╭──

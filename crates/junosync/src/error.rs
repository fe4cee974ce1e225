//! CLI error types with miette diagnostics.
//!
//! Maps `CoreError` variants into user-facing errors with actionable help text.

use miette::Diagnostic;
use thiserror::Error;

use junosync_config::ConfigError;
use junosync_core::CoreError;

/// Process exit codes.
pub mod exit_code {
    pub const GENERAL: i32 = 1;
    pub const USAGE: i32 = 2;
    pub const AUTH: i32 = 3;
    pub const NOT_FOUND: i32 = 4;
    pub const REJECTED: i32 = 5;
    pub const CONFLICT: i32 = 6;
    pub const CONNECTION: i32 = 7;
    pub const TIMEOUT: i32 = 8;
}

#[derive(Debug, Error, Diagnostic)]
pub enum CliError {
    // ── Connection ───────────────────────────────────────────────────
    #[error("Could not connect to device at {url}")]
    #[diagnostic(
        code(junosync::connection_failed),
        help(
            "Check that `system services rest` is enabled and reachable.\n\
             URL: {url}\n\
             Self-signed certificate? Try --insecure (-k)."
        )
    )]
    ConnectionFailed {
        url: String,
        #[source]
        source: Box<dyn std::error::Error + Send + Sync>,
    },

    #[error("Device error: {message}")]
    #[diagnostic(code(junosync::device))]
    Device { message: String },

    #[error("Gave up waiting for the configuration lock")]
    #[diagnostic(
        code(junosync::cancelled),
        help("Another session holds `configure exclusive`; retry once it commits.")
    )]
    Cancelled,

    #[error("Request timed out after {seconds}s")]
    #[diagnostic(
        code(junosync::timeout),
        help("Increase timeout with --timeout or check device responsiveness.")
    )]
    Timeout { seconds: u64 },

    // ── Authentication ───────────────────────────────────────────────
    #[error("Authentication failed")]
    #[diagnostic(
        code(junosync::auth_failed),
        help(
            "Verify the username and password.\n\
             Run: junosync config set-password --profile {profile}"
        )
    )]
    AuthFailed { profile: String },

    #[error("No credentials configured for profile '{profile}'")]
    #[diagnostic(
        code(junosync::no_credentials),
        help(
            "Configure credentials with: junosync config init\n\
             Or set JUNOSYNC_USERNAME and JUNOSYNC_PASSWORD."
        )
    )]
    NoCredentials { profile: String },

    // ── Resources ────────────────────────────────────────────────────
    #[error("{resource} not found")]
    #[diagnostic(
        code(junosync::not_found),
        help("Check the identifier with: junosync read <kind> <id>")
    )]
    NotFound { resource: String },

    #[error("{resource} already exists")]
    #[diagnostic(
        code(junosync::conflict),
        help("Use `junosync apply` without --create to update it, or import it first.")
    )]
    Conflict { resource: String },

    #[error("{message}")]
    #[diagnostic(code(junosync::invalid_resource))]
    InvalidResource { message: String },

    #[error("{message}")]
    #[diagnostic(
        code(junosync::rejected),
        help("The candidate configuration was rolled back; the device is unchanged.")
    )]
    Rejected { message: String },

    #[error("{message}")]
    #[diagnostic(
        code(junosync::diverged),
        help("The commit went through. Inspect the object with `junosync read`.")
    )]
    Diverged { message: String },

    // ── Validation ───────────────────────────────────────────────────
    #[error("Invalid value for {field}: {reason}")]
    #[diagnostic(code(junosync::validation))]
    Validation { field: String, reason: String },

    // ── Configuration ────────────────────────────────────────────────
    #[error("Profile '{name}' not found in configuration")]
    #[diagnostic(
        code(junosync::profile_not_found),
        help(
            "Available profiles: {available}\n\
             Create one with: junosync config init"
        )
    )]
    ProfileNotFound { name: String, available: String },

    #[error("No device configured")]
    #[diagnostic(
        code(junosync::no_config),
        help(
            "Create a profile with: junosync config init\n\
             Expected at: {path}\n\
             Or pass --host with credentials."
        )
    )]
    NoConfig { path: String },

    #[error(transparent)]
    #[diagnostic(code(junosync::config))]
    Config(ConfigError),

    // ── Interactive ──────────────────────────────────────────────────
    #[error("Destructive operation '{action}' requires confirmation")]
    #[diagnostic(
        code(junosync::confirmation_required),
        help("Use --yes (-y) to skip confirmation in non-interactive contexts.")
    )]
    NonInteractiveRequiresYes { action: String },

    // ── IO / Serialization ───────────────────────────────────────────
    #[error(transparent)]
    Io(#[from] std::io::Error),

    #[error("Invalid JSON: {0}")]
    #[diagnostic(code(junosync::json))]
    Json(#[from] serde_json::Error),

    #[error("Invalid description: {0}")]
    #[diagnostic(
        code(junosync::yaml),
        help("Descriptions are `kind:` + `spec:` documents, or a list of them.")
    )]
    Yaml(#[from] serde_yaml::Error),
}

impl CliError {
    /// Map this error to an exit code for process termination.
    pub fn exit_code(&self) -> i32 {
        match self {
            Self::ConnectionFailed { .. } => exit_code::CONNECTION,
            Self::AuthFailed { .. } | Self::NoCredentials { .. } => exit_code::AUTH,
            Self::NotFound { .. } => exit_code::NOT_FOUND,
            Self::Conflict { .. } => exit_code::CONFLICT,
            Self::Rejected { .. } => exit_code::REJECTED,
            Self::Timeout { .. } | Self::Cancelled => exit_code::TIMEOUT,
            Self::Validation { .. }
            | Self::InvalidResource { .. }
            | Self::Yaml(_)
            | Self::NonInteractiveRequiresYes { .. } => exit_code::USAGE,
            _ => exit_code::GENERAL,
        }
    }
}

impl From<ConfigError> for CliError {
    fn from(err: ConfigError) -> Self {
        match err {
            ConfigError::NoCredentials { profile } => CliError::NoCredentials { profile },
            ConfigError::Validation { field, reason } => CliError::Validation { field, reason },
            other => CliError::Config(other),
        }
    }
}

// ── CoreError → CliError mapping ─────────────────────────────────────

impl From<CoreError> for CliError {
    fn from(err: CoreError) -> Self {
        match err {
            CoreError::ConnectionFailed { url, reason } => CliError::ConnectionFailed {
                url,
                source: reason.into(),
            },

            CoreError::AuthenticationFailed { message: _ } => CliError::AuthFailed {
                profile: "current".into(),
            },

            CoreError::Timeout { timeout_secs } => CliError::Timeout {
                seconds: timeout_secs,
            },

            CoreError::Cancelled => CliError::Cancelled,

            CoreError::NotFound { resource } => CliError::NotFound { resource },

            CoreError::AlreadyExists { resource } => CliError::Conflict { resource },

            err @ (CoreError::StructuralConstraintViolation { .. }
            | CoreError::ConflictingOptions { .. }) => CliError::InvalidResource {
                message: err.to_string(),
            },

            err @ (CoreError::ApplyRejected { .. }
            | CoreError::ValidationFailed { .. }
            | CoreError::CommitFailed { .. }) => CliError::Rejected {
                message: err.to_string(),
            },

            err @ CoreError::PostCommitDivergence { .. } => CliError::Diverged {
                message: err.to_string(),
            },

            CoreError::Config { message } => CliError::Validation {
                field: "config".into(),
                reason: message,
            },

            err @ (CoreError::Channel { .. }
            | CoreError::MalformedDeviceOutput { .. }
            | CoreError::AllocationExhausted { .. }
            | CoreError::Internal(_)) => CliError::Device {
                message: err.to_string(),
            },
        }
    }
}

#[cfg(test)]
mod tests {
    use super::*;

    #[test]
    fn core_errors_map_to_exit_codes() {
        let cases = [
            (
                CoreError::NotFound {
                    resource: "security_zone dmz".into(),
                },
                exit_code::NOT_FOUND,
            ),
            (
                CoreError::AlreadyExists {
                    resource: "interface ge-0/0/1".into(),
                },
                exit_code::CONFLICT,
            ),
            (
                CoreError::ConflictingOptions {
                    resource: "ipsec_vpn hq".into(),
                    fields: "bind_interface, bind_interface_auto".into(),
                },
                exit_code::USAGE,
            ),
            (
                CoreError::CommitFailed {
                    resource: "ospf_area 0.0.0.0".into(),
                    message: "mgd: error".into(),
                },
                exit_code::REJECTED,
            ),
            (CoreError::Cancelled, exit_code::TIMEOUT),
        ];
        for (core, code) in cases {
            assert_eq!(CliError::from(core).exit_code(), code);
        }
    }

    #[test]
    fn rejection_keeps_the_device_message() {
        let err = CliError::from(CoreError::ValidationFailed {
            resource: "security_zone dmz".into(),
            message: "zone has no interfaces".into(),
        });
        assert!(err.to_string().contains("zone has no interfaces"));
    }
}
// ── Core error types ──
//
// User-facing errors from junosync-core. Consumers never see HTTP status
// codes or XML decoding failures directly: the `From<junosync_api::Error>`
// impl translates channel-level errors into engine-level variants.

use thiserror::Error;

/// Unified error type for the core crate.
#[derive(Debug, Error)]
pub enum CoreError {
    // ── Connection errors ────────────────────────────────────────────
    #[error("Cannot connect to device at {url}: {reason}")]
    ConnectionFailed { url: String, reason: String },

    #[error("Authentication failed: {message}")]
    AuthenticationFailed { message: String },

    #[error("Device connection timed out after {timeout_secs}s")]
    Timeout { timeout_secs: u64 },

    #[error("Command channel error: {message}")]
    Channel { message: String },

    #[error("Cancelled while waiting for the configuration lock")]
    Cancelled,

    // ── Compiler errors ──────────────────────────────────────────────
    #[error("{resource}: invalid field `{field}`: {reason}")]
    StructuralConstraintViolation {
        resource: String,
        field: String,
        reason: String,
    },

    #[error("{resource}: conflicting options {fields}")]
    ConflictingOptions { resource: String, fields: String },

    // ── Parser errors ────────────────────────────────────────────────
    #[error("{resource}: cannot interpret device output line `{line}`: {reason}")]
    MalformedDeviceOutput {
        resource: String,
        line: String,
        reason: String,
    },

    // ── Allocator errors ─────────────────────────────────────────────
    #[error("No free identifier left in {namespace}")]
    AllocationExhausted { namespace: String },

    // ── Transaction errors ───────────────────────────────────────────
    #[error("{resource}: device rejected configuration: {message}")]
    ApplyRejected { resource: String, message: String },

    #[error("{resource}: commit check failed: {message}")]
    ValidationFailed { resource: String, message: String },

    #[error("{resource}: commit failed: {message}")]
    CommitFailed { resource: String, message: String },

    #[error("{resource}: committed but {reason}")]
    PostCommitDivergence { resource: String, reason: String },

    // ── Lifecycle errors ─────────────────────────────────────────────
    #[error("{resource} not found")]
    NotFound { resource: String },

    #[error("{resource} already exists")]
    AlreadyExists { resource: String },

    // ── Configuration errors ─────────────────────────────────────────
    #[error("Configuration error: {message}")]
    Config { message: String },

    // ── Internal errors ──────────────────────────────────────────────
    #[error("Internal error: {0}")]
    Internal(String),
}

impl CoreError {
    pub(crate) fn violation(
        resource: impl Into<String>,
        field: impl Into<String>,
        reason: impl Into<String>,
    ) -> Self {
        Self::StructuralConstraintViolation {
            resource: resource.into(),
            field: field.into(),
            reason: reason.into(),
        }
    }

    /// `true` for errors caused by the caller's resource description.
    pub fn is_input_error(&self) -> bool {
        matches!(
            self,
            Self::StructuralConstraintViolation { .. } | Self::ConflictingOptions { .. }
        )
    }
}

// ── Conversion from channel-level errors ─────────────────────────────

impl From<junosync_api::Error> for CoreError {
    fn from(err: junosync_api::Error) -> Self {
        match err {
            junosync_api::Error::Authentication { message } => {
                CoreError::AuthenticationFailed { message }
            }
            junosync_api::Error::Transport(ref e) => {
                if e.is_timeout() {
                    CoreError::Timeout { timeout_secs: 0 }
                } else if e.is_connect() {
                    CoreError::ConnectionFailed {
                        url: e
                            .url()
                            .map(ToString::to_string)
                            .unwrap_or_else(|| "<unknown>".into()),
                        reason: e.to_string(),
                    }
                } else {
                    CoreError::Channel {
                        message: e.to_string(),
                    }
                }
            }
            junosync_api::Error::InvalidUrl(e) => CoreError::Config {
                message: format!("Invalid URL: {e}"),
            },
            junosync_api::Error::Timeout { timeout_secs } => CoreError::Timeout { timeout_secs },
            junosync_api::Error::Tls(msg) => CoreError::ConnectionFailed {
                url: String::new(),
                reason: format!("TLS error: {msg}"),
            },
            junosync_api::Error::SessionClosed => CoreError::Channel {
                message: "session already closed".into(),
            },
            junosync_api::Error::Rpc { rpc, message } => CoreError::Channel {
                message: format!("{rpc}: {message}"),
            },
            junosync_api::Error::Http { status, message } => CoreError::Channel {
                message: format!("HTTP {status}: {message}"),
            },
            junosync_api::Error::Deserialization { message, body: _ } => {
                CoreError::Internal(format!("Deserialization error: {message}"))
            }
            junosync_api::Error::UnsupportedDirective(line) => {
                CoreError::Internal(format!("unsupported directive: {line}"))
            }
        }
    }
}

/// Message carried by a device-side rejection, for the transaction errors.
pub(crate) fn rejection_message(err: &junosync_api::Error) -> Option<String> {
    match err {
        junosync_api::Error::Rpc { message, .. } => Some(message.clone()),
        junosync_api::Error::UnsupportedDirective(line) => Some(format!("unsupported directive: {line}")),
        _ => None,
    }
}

╰──

■ **WHAT TO WORK ON**:
Scan the material for the word "interfaces". Return every line where it is found.

■ **RESPONSE FOR THIS EXERCISE**:
            message: "zone has no interfaces".into(),
        assert!(err.to_string().contains("zone has no interfaces"));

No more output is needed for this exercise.